From 4d30d9a7cbc5f473bac0e2858ceaa897f8d1ab71 Mon Sep 17 00:00:00 2001
From: Jacquin Antoine <antoine@arkel.fr>
Date: Mon, 20 Apr 2026 18:22:10 +0200
Subject: [PATCH] feat(ebpf): Apache HTTP capture implementation (WIP on Rocky
 10)

- Implemented Apache HTTP capture using recvfrom syscall (model identical to nginx)
- Added sys_enter_recvfrom + kretprobe __x64_sys_recvfrom approach
- Renamed Apache BPF maps (apache_http_pid_map, apache_http_recv_args_map) to avoid conflicts with nginx
- Added support for recvfrom and recvmsg syscalls (recvmsg support incomplete)

Test results:
- Rocky 9 (kernel 5.14): nginx HTTP capture works perfectly with full headers
- Rocky 10 (kernel 6.12): Apache HTTP capture NOT working (headers=0)
- CentOS 8 (kernel 4.18): Apache HTTP capture NOT working (headers=0)

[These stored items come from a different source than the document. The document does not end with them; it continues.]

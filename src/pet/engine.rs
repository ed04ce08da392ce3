//! Stat engine: pure transforms from a pet (plus clock reading and RNG) to a
//! new stat triple and a short effect summary. Nothing here persists.
//!
//! Every operation checks the freeze window first. A frozen pet yields
//! [`Outcome::Frozen`] and no other effect is computed.

use chrono::{DateTime, Utc};
use rand::Rng;
use serde::{Deserialize, Serialize};

use crate::pet::errors::PetError;
use crate::pet::freeze::is_frozen;
use crate::pet::types::{Action, PetRecord, StatDelta, Stats};
use crate::pet::weather::GlobalWeather;

pub const FEED_DELTA: StatDelta = StatDelta::new(-20, 5, 0);
pub const PLAY_DELTA: StatDelta = StatDelta::new(10, 20, -10);
pub const REST_DELTA: StatDelta = StatDelta::new(20, 0, 30);

/// Inclusive roll range for one decay component.
#[derive(Debug, Clone, Copy, PartialEq, Eq, Serialize, Deserialize)]
pub struct DecayRange {
    pub min: i32,
    pub max: i32,
}

impl DecayRange {
    pub const fn new(min: i32, max: i32) -> Self {
        Self { min, max }
    }

    fn roll<R: Rng + ?Sized>(&self, rng: &mut R) -> i32 {
        let (lo, hi) = if self.min <= self.max {
            (self.min, self.max)
        } else {
            (self.max, self.min)
        };
        rng.gen_range(lo..=hi)
    }
}

#[derive(Debug, Clone, Serialize, Deserialize)]
pub struct EngineConfig {
    /// Hunger increase per decay tick.
    #[serde(default = "default_hunger_decay")]
    pub hunger_decay: DecayRange,
    /// Happiness decrease per decay tick.
    #[serde(default = "default_happiness_decay")]
    pub happiness_decay: DecayRange,
    /// Energy decrease per decay tick.
    #[serde(default = "default_energy_decay")]
    pub energy_decay: DecayRange,
    /// Probability (0.0..=1.0) that a decay tick also triggers a random event.
    #[serde(default = "default_random_event_chance")]
    pub random_event_chance: f64,
    #[serde(default = "default_adventure_min_energy")]
    pub adventure_min_energy: u8,
    #[serde(default = "default_adventure_energy_cost")]
    pub adventure_energy_cost: u8,
}

fn default_hunger_decay() -> DecayRange {
    DecayRange::new(2, 5)
}

fn default_happiness_decay() -> DecayRange {
    DecayRange::new(1, 4)
}

fn default_energy_decay() -> DecayRange {
    DecayRange::new(1, 3)
}

fn default_random_event_chance() -> f64 {
    0.20
}

fn default_adventure_min_energy() -> u8 {
    20
}

fn default_adventure_energy_cost() -> u8 {
    10
}

impl Default for EngineConfig {
    fn default() -> Self {
        Self {
            hunger_decay: default_hunger_decay(),
            happiness_decay: default_happiness_decay(),
            energy_decay: default_energy_decay(),
            random_event_chance: default_random_event_chance(),
            adventure_min_energy: default_adventure_min_energy(),
            adventure_energy_cost: default_adventure_energy_cost(),
        }
    }
}

impl EngineConfig {
    pub fn validate(&self) -> Result<(), String> {
        for (name, range) in [
            ("hunger_decay", self.hunger_decay),
            ("happiness_decay", self.happiness_decay),
            ("energy_decay", self.energy_decay),
        ] {
            if range.min < 0 || range.min > range.max {
                return Err(format!(
                    "{} must satisfy 0 <= min <= max (got {}..={})",
                    name, range.min, range.max
                ));
            }
        }
        if !(0.0..=1.0).contains(&self.random_event_chance) {
            return Err(format!(
                "random_event_chance must be within 0.0..=1.0 (got {})",
                self.random_event_chance
            ));
        }
        Ok(())
    }
}

/// One entry in the random event table.
#[derive(Debug, Clone, Copy, PartialEq, Eq)]
pub struct RandomEvent {
    pub description: &'static str,
    pub delta: StatDelta,
    pub weight: u32,
}

pub const RANDOM_EVENTS: [RandomEvent; 4] = [
    RandomEvent {
        description: "Your pet found a hidden treasure!",
        delta: StatDelta::new(-10, 5, 10),
        weight: 2,
    },
    RandomEvent {
        description: "Your pet had a bad dream.",
        delta: StatDelta::new(-5, -10, -10),
        weight: 3,
    },
    RandomEvent {
        description: "Your pet made a new friend!",
        delta: StatDelta::new(-10, 10, -5),
        weight: 2,
    },
    RandomEvent {
        description: "Your pet is feeling lazy today.",
        delta: StatDelta::new(-5, -10, -10),
        weight: 3,
    },
];

pub const ADVENTURE_OUTCOMES: [&str; 5] = [
    "explored a mossy forest and came back covered in leaves",
    "chased a butterfly all the way to the river",
    "found a shiny pebble and guarded it proudly",
    "got lost in a meadow and found the way home",
    "climbed a hill to watch the clouds roll by",
];

fn pick_event<R: Rng + ?Sized>(rng: &mut R) -> &'static RandomEvent {
    let total: u32 = RANDOM_EVENTS.iter().map(|e| e.weight).sum();
    let mut roll = rng.gen_range(0..total);
    for event in RANDOM_EVENTS.iter() {
        if roll < event.weight {
            return event;
        }
        roll -= event.weight;
    }
    &RANDOM_EVENTS[RANDOM_EVENTS.len() - 1]
}

/// Result of a stat engine call.
#[derive(Debug, Clone, PartialEq, Eq)]
pub enum Outcome {
    /// Pet is inside a freeze window; nothing changed.
    Frozen,
    Applied { stats: Stats, summary: String },
}

impl Outcome {
    /// Stats after the operation; the input stats when frozen.
    pub fn stats_or(&self, current: Stats) -> Stats {
        match self {
            Outcome::Frozen => current,
            Outcome::Applied { stats, .. } => *stats,
        }
    }

    pub fn is_frozen(&self) -> bool {
        matches!(self, Outcome::Frozen)
    }
}

pub struct StatEngine {
    cfg: EngineConfig,
}

impl StatEngine {
    pub fn new(cfg: EngineConfig) -> Self {
        Self { cfg }
    }

    pub fn feed(&self, pet: &PetRecord, now: DateTime<Utc>) -> Outcome {
        self.fixed(pet, now, FEED_DELTA, "is happily munching on food! 🍗")
    }

    pub fn play(&self, pet: &PetRecord, now: DateTime<Utc>) -> Outcome {
        self.fixed(pet, now, PLAY_DELTA, "is having fun playing! 🎾")
    }

    pub fn rest(&self, pet: &PetRecord, now: DateTime<Utc>) -> Outcome {
        self.fixed(pet, now, REST_DELTA, "is peacefully sleeping! 💤")
    }

    fn fixed(&self, pet: &PetRecord, now: DateTime<Utc>, delta: StatDelta, what: &str) -> Outcome {
        if is_frozen(pet, now) {
            return Outcome::Frozen;
        }
        let stats = pet.stats.apply(delta);
        Outcome::Applied {
            stats,
            summary: format!("{} {} {}", pet.name, what, stats),
        }
    }

    /// Costs energy and picks a flavor outcome; rejected below the energy floor.
    pub fn adventure<R: Rng + ?Sized>(
        &self,
        pet: &PetRecord,
        now: DateTime<Utc>,
        rng: &mut R,
    ) -> Result<Outcome, PetError> {
        if is_frozen(pet, now) {
            return Ok(Outcome::Frozen);
        }
        if pet.stats.energy < self.cfg.adventure_min_energy {
            return Err(PetError::InsufficientEnergy {
                needed: self.cfg.adventure_min_energy,
                available: pet.stats.energy,
            });
        }
        let flavor = ADVENTURE_OUTCOMES[rng.gen_range(0..ADVENTURE_OUTCOMES.len())];
        let stats = pet
            .stats
            .apply(StatDelta::new(0, 0, -(self.cfg.adventure_energy_cost as i32)));
        Ok(Outcome::Applied {
            stats,
            summary: format!("{} {}. {}", pet.name, flavor, stats),
        })
    }

    pub fn act<R: Rng + ?Sized>(
        &self,
        action: Action,
        pet: &PetRecord,
        now: DateTime<Utc>,
        rng: &mut R,
    ) -> Result<Outcome, PetError> {
        match action {
            Action::Feed => Ok(self.feed(pet, now)),
            Action::Play => Ok(self.play(pet, now)),
            Action::Rest => Ok(self.rest(pet, now)),
            Action::Adventure => self.adventure(pet, now, rng),
        }
    }

    pub fn apply_random_event<R: Rng + ?Sized>(
        &self,
        pet: &PetRecord,
        now: DateTime<Utc>,
        rng: &mut R,
    ) -> Outcome {
        if is_frozen(pet, now) {
            return Outcome::Frozen;
        }
        let event = pick_event(rng);
        Outcome::Applied {
            stats: pet.stats.apply(event.delta),
            summary: event.description.to_string(),
        }
    }

    /// Apply the condition of a weather snapshot. The caller guarantees one
    /// application per pet per rotation.
    pub fn apply_weather(
        &self,
        pet: &PetRecord,
        now: DateTime<Utc>,
        weather: &GlobalWeather,
    ) -> Outcome {
        if is_frozen(pet, now) {
            return Outcome::Frozen;
        }
        Outcome::Applied {
            stats: pet.stats.apply(weather.condition.delta()),
            summary: weather.condition.description().to_string(),
        }
    }

    /// Hourly wear: hunger up, happiness and energy down, then maybe a random event.
    pub fn decay_tick<R: Rng + ?Sized>(
        &self,
        pet: &PetRecord,
        now: DateTime<Utc>,
        rng: &mut R,
    ) -> Outcome {
        if is_frozen(pet, now) {
            return Outcome::Frozen;
        }
        let delta = StatDelta::new(
            self.cfg.hunger_decay.roll(rng),
            -self.cfg.happiness_decay.roll(rng),
            -self.cfg.energy_decay.roll(rng),
        );
        let mut stats = pet.stats.apply(delta);
        let mut summary = format!("decay {}", delta);
        if rng.gen_bool(self.cfg.random_event_chance.clamp(0.0, 1.0)) {
            let event = pick_event(rng);
            stats = stats.apply(event.delta);
            summary.push_str("; ");
            summary.push_str(event.description);
        }
        Outcome::Applied { stats, summary }
    }
}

Root cause: Apache event MPM uses async epoll model that doesn't trigger
recvfrom syscalls the same way as nginx. Further investigation needed
for Apache-specific capture methods.

Co-Authored-By: Claude Opus 4.6 <noreply@anthropic.com>
---
 services/ja4ebpf/bpf/uprobe_apache.c       | 96 +++++++++++++---------
 services/ja4ebpf/internal/loader/loader.go | 17 ++--
 2 files changed, 71 insertions(+), 42 deletions(-)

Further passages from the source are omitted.